Robust Control and Learning for Autonomous Spacecraft Proximity Operations with Uncertainty

As the number of spacecraft and debris objects in orbit rapidly increases, active debris removal and satellite servicing efforts are becoming critical to maintain a safe and usable orbital environment. At the same time, future unmanned solar system exploration missions are targeting challenging destinations for scientific data collection. For practical realization of these technologies, the involved spacecraft must be highly autonomous and able to perform complex proximity operations maneuvers in a safe manner. This requires that the guidance and control system must reliably address inevitable sources of uncertainty while performing the maneuvers. This thesis seeks to improve the flexibility and performance of autonomous spacecraft in uncertain scenarios by leveraging robust control theory and reinforcement learning. A novel algorithm, termed online tube-based model predictive control, is proposed and applied to a simulated mission involving the intercept of an tumbling target with unknown inertial properties.

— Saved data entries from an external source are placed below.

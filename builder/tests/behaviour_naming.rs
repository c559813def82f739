//! Behaviour-driven tests for platform inspection and package naming.
//!
//! Probe commands are answered by a scripted `StubExecutor`, so the
//! scenarios run without PHP installed.

use pie_ext_builder::error::BuilderError;
use pie_ext_builder::extension_name::ExtensionName;
use pie_ext_builder::naming::{PackageName, ReleaseTag};
use pie_ext_builder::platform::{HostPlatform, PlatformProfile};
use pie_ext_builder::test_utils::{ExpectedCall, StubExecutor, stdout_output};
use rstest::fixture;
use rstest_bdd_macros::{given, scenario, then, when};

const PHP_BINARY: &str = "/usr/bin/php";
const DEBUG_PROBE: &str = "echo PHP_DEBUG ? '-debug' : '';";
const ZTS_PROBE: &str = "echo ZEND_THREAD_SAFE ? '-zts' : '';";

// ---------------------------------------------------------------------------
// World types
// ---------------------------------------------------------------------------

#[derive(Default)]
struct NamingWorld {
    extension: Option<ExtensionName>,
    tag: Option<ReleaseTag>,
    arch: String,
    os: String,
    ldd_output: Option<String>,
    php_version: String,
    debug: bool,
    zts: bool,
    result: Option<Result<PackageName, BuilderError>>,
}

impl NamingWorld {
    /// Probe answers in the order `PlatformProfile::detect` asks for them.
    fn expected_calls(&self) -> Vec<ExpectedCall> {
        let mut calls = vec![
            answer("php-config", vec!["--php-binary"], PHP_BINARY),
            answer("php-config", vec!["--version"], &self.php_version),
        ];
        if let Some(ldd) = &self.ldd_output {
            calls.push(answer("ldd", vec!["--version"], ldd));
        }
        let debug = if self.debug { "-debug" } else { "" };
        let zts = if self.zts { "-zts" } else { "" };
        calls.push(answer(PHP_BINARY, vec!["-n", "-r", DEBUG_PROBE], debug));
        calls.push(answer(PHP_BINARY, vec!["-n", "-r", ZTS_PROBE], zts));
        calls
    }
}

fn answer(cmd: &'static str, args: Vec<&'static str>, stdout: &str) -> ExpectedCall {
    ExpectedCall {
        cmd,
        args,
        result: Ok(stdout_output(stdout)),
    }
}

#[fixture]
fn world() -> NamingWorld {
    NamingWorld::default()
}

// ---------------------------------------------------------------------------
// Step definitions
// ---------------------------------------------------------------------------

#[given("the extension \"{name}\" at release \"{tag}\"")]
fn given_extension(world: &mut NamingWorld, name: String, tag: String) {
    world.extension = Some(ExtensionName::try_from(name).expect("valid extension name"));
    world.tag = Some(ReleaseTag::try_from(tag.as_str()).expect("valid tag"));
}

#[given("a \"{arch}\" \"{os}\" host whose ldd reports \"{output}\"")]
fn given_linux_host(world: &mut NamingWorld, arch: String, os: String, output: String) {
    world.arch = arch;
    world.os = os;
    world.ldd_output = Some(output);
}

#[given("a \"{arch}\" \"{os}\" host")]
fn given_host(world: &mut NamingWorld, arch: String, os: String) {
    world.arch = arch;
    world.os = os;
}

#[given("PHP \"{version}\" without debug or thread safety")]
fn given_release_php(world: &mut NamingWorld, version: String) {
    world.php_version = version;
}

#[given("PHP \"{version}\" with thread safety")]
fn given_zts_php(world: &mut NamingWorld, version: String) {
    world.php_version = version;
    world.zts = true;
}

#[given("PHP \"{version}\" with debug enabled")]
fn given_debug_php(world: &mut NamingWorld, version: String) {
    world.php_version = version;
    world.debug = true;
}

#[when("the platform is inspected and the package is named")]
fn when_named(world: &mut NamingWorld) {
    let executor = StubExecutor::new(world.expected_calls());
    let host = HostPlatform {
        arch: &world.arch,
        os: &world.os,
    };
    let extension = world.extension.clone().expect("extension set");
    let tag = world.tag.clone().expect("tag set");
    world.result = Some(
        PlatformProfile::detect(host, &executor)
            .map(|profile| PackageName::new(extension, tag, profile)),
    );
}

#[then("the package filename is \"{expected}\"")]
fn then_filename(world: &mut NamingWorld, expected: String) {
    let result = world.result.as_ref().expect("naming attempted");
    let name = result.as_ref().expect("naming succeeded");
    assert_eq!(name.filename(), expected);
}

#[then("naming fails mentioning \"{fragment}\"")]
fn then_naming_fails(world: &mut NamingWorld, fragment: String) {
    let result = world.result.as_ref().expect("naming attempted");
    let message = result.as_ref().expect_err("naming should fail").to_string();
    assert!(message.contains(&fragment), "{message}");
}

// ---------------------------------------------------------------------------
// Scenario bindings
// ---------------------------------------------------------------------------

#[scenario(
    path = "tests/features/package_naming.feature",
    name = "Glibc Linux package name"
)]
fn scenario_glibc_linux(world: NamingWorld) {
    let _ = world;
}

#[scenario(
    path = "tests/features/package_naming.feature",
    name = "Musl Linux package name with thread safety"
)]
fn scenario_musl_linux_zts(world: NamingWorld) {
    let _ = world;
}

#[scenario(
    path = "tests/features/package_naming.feature",
    name = "Debug build on macOS"
)]
fn scenario_debug_macos(world: NamingWorld) {
    let _ = world;
}

#[scenario(
    path = "tests/features/package_naming.feature",
    name = "Unsupported architecture"
)]
fn scenario_unsupported_architecture(world: NamingWorld) {
    let _ = world;
}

This algorithm demonstrates superior performance and exhibits less reliance on initial knowledge of the uncertainty when compared to standard robust control methods. Separately, reinforcement learning is utilized to develop a policy (to be employed as a feedback control law) for six-degree-of-freedom docking with a rotating target. The policy provides near-optimal performance in a simulated Apollo transposition and docking maneuver with uncertainty in the initial conditions. Both of these methods enhance the level of autonomy in their respective scenarios while also maintaining practical computational run-times. As such, this thesis represents an incremental step towards making missions based on highly autonomous proximity operations a reality.